The signal to noise ratio has seemed particularly out of wack with Google lately. The amount of blog spam SEO nonsense that crops up into the top 4 results has been pretty noticeable.

I’m not sure it’s entirely a Google thing. Reddit’s decline has made it harder to find quick answers for, “My washing machine’s making this weird string of beeps?” Niche hobbies moving from forums to Discord chats means, “How do I safely remove a keycap without damaging the switch?” is becoming a pinned message in a server you have to hear about via word of mouth. Basically any technology troubleshooting topic has moved from a blog post / forum to a YouTube video. And a 10 minute long one at that. Gotta hit those higher ad tiers.
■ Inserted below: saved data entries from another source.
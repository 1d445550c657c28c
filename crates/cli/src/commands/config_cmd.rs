//! `flagline config`: configuration management commands.

use std::path::Path;

use flagline_config::AppConfig;

pub fn validate(config_path: Option<&Path>) -> Result<(), Box<dyn std::error::Error>> {
    println!("Validating configuration...");

    let config = super::load_config(config_path)?;
    println!("  Config parsed successfully");

    let mut warnings = Vec::new();
    if !config.models.iter().any(|m| m.matches(&config.defaults.model)) {
        warnings.push(format!(
            "Default model '{}' is not in the catalog; '{}' will be used",
            config.defaults.model, config.models[0].name
        ));
    }
    if config.defaults.system.is_some() && !config.preamble.is_empty() {
        warnings.push("defaults.system is set, so the preamble is never used".to_string());
    }

    for w in &warnings {
        println!("  warning: {w}");
    }

    println!();
    println!("  Model:     {}", config.defaults.model);
    println!("  Models:    {}", config.models.len());
    println!("  Commands:  {}", config.commands.len());
    println!("  Tools:     {}", config.tools.len());
    println!("  Store:     {}", config.command_store_path().display());
    Ok(())
}

pub fn print_default() {
    print!("{}", AppConfig::default_toml());
}
//! Configuration loading and validation for Flagline.
//!
//! Loads configuration from `~/.flagline/config.toml` with environment
//! variable overrides. Validates all settings at startup.

use serde::{Deserialize, Serialize};
use std::collections::HashSet;
use std::path::{Path, PathBuf};

use flagline_core::command::Command;
use flagline_core::model::{ModelCatalog, ModelInfo};
use flagline_core::request::GenerationDefaults;
use flagline_core::tool::{StaticToolCatalog, ToolDescriptor};

/// The root configuration structure.
///
/// Maps directly to `~/.flagline/config.toml`.
#[derive(Debug, Clone, PartialEq, Serialize, Deserialize)]
pub struct AppConfig {
    /// Persona text used unless a directive replaces the system message.
    /// `{today}` is replaced by the current UTC timestamp.
    #[serde(default = "default_preamble")]
    pub preamble: String,

    /// Values every request starts from
    #[serde(default)]
    pub defaults: GenerationDefaults,

    /// User command storage
    #[serde(default)]
    pub command_store: CommandStoreConfig,

    /// Known models; the first entry is the fallback
    #[serde(default = "default_models")]
    pub models: Vec<ModelInfo>,

    /// Commands available to every user
    #[serde(default)]
    pub commands: Vec<Command>,

    /// Tools requests may attach
    #[serde(default)]
    pub tools: Vec<ToolDescriptor>,
}

fn default_preamble() -> String {
    "You are a helpful assistant. Today is {today}".into()
}

fn default_models() -> Vec<ModelInfo> {
    vec![
        ModelInfo::new("gpt-4o", &[]),
        ModelInfo::new("gpt-4o-mini", &[]),
        ModelInfo::new("gpt-4", &["gpt4"]),
        ModelInfo::new("gpt-4-turbo", &[]),
        ModelInfo::new("gpt-3.5-turbo", &["chatgpt", "gpt-3", "gpt3", "turbo"]),
        ModelInfo::new("o1-preview", &[]),
        ModelInfo::new("o1-mini", &[]),
    ]
}

#[derive(Debug, Clone, Default, PartialEq, Serialize, Deserialize)]
pub struct CommandStoreConfig {
    /// JSON-lines file holding user commands; defaults to
    /// `~/.flagline/commands.jsonl`
    #[serde(default, skip_serializing_if = "Option::is_none")]
    pub path: Option<PathBuf>,
}

impl AppConfig {
    /// Load configuration from the default path (~/.flagline/config.toml).
    ///
    /// Environment overrides:
    /// - `FLAGLINE_MODEL`
    /// - `FLAGLINE_MAX_TOKENS`
    /// - `FLAGLINE_TEMPERATURE`
    pub fn load() -> Result<Self, ConfigError> {
        let config_path = Self::config_dir().join("config.toml");
        let mut config = Self::load_from(&config_path)?;
        config.apply_env_overrides(|key| std::env::var(key).ok())?;
        config.validate()?;
        Ok(config)
    }

    /// Load configuration from a specific file path.
    pub fn load_from(path: &Path) -> Result<Self, ConfigError> {
        if !path.exists() {
            tracing::info!("No config file found at {}, using defaults", path.display());
            return Ok(Self::default());
        }

        let content = std::fs::read_to_string(path).map_err(|e| ConfigError::ReadError {
            path: path.to_path_buf(),
            reason: e.to_string(),
        })?;

        let config: Self = toml::from_str(&content).map_err(|e| ConfigError::ParseError {
            path: path.to_path_buf(),
            reason: e.to_string(),
        })?;

        config.validate()?;
        Ok(config)
    }

    /// Apply overrides from `lookup` (the process environment in
    /// [`load`](Self::load)).
    pub fn apply_env_overrides(&mut self, lookup: impl Fn(&str) -> Option<String>) -> Result<(), ConfigError> {
        if let Some(model) = lookup("FLAGLINE_MODEL") {
            self.defaults.model = model;
        }

        if let Some(raw) = lookup("FLAGLINE_MAX_TOKENS") {
            self.defaults.max_tokens = raw.trim().parse().map_err(|_| {
                ConfigError::ValidationError(format!("FLAGLINE_MAX_TOKENS must be a positive integer, got '{raw}'"))
            })?;
        }

        if let Some(raw) = lookup("FLAGLINE_TEMPERATURE") {
            self.defaults.temperature = raw.trim().parse().map_err(|_| {
                ConfigError::ValidationError(format!("FLAGLINE_TEMPERATURE must be a number, got '{raw}'"))
            })?;
        }

        Ok(())
    }

    /// Get the configuration directory path.
    pub fn config_dir() -> PathBuf {
        dirs_home().join(".flagline")
    }

    /// Where user commands are stored.
    pub fn command_store_path(&self) -> PathBuf {
        self.command_store
            .path
            .clone()
            .unwrap_or_else(|| Self::config_dir().join("commands.jsonl"))
    }

    /// Validate the configuration.
    pub fn validate(&self) -> Result<(), ConfigError> {
        let d = &self.defaults;

        if !(0.0..=2.0).contains(&d.temperature) {
            return Err(ConfigError::ValidationError(
                "defaults.temperature must be between 0.0 and 2.0".into(),
            ));
        }

        if !(0.0..=1.0).contains(&d.top_p) {
            return Err(ConfigError::ValidationError(
                "defaults.top_p must be between 0.0 and 1.0".into(),
            ));
        }

        for (field, value) in [
            ("presence_penalty", d.presence_penalty),
            ("frequency_penalty", d.frequency_penalty),
        ] {
            if !(-2.0..=2.0).contains(&value) {
                return Err(ConfigError::ValidationError(format!(
                    "defaults.{field} must be between -2.0 and 2.0"
                )));
            }
        }

        if d.max_tokens == 0 {
            return Err(ConfigError::ValidationError("defaults.max_tokens must be > 0".into()));
        }

        if self.models.is_empty() {
            return Err(ConfigError::ValidationError("at least one model must be configured".into()));
        }

        let mut seen = HashSet::new();
        for model in &self.models {
            if !seen.insert(model.name.to_lowercase()) {
                return Err(ConfigError::ValidationError(format!(
                    "duplicate model '{}'",
                    model.name
                )));
            }
        }

        for command in &self.commands {
            command
                .validate()
                .map_err(|e| ConfigError::ValidationError(e.to_string()))?;
        }

        Ok(())
    }

    pub fn model_catalog(&self) -> Result<ModelCatalog, ConfigError> {
        ModelCatalog::new(self.models.clone()).map_err(|e| ConfigError::ValidationError(e.to_string()))
    }

    /// Configured commands as global predefined commands.
    pub fn predefined_commands(&self) -> Vec<Command> {
        self.commands
            .iter()
            .cloned()
            .map(|mut c| {
                c.user_id = None;
                c
            })
            .collect()
    }

    pub fn tool_catalog(&self) -> StaticToolCatalog {
        StaticToolCatalog::new(self.tools.clone())
    }

    /// Generate a default config TOML string.
    pub fn default_toml() -> String {
        let config = Self::default();
        toml::to_string_pretty(&config).unwrap_or_default()
    }
}

impl Default for AppConfig {
    fn default() -> Self {
        Self {
            preamble: default_preamble(),
            defaults: GenerationDefaults::default(),
            command_store: CommandStoreConfig::default(),
            models: default_models(),
            commands: vec![],
            tools: vec![],
        }
    }
}

/// Get the user's home directory.
fn dirs_home() -> PathBuf {
    #[cfg(target_os = "windows")]
    {
        std::env::var("USERPROFILE")
            .map(PathBuf::from)
            .unwrap_or_else(|_| PathBuf::from("C:\\Users\\Default"))
    }
    #[cfg(not(target_os = "windows"))]
    {
        std::env::var("HOME")
            .map(PathBuf::from)
            .unwrap_or_else(|_| PathBuf::from("/tmp"))
    }
}

/// Configuration errors.
#[derive(Debug, thiserror::Error)]
pub enum ConfigError {
    #[error("Failed to read config file at {path}: {reason}")]
    ReadError { path: PathBuf, reason: String },

    #[error("Failed to parse config file at {path}: {reason}")]
    ParseError { path: PathBuf, reason: String },

    #[error("Configuration validation failed: {0}")]
    ValidationError(String),
}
For what it’s worth, I’m starting the new year off giving Kagi a try. It’s a startup trying to make a paid search engine work. You get 100 free searches to give it a try. After that it’s $5/mo for 300 searches, or $10/mo for unlimited. I’m not sure I’ll sign up for it just yet, but it seems pretty nice. No ads, custom components for things like Stack Overflow and Reddit, and some other nice touches for people who care about search. Their image search actually has a “View Image” link in addition to the “View Page” link. It’s hard to quantify how “good” a search result is, but I’ve been pretty impressed with it so far.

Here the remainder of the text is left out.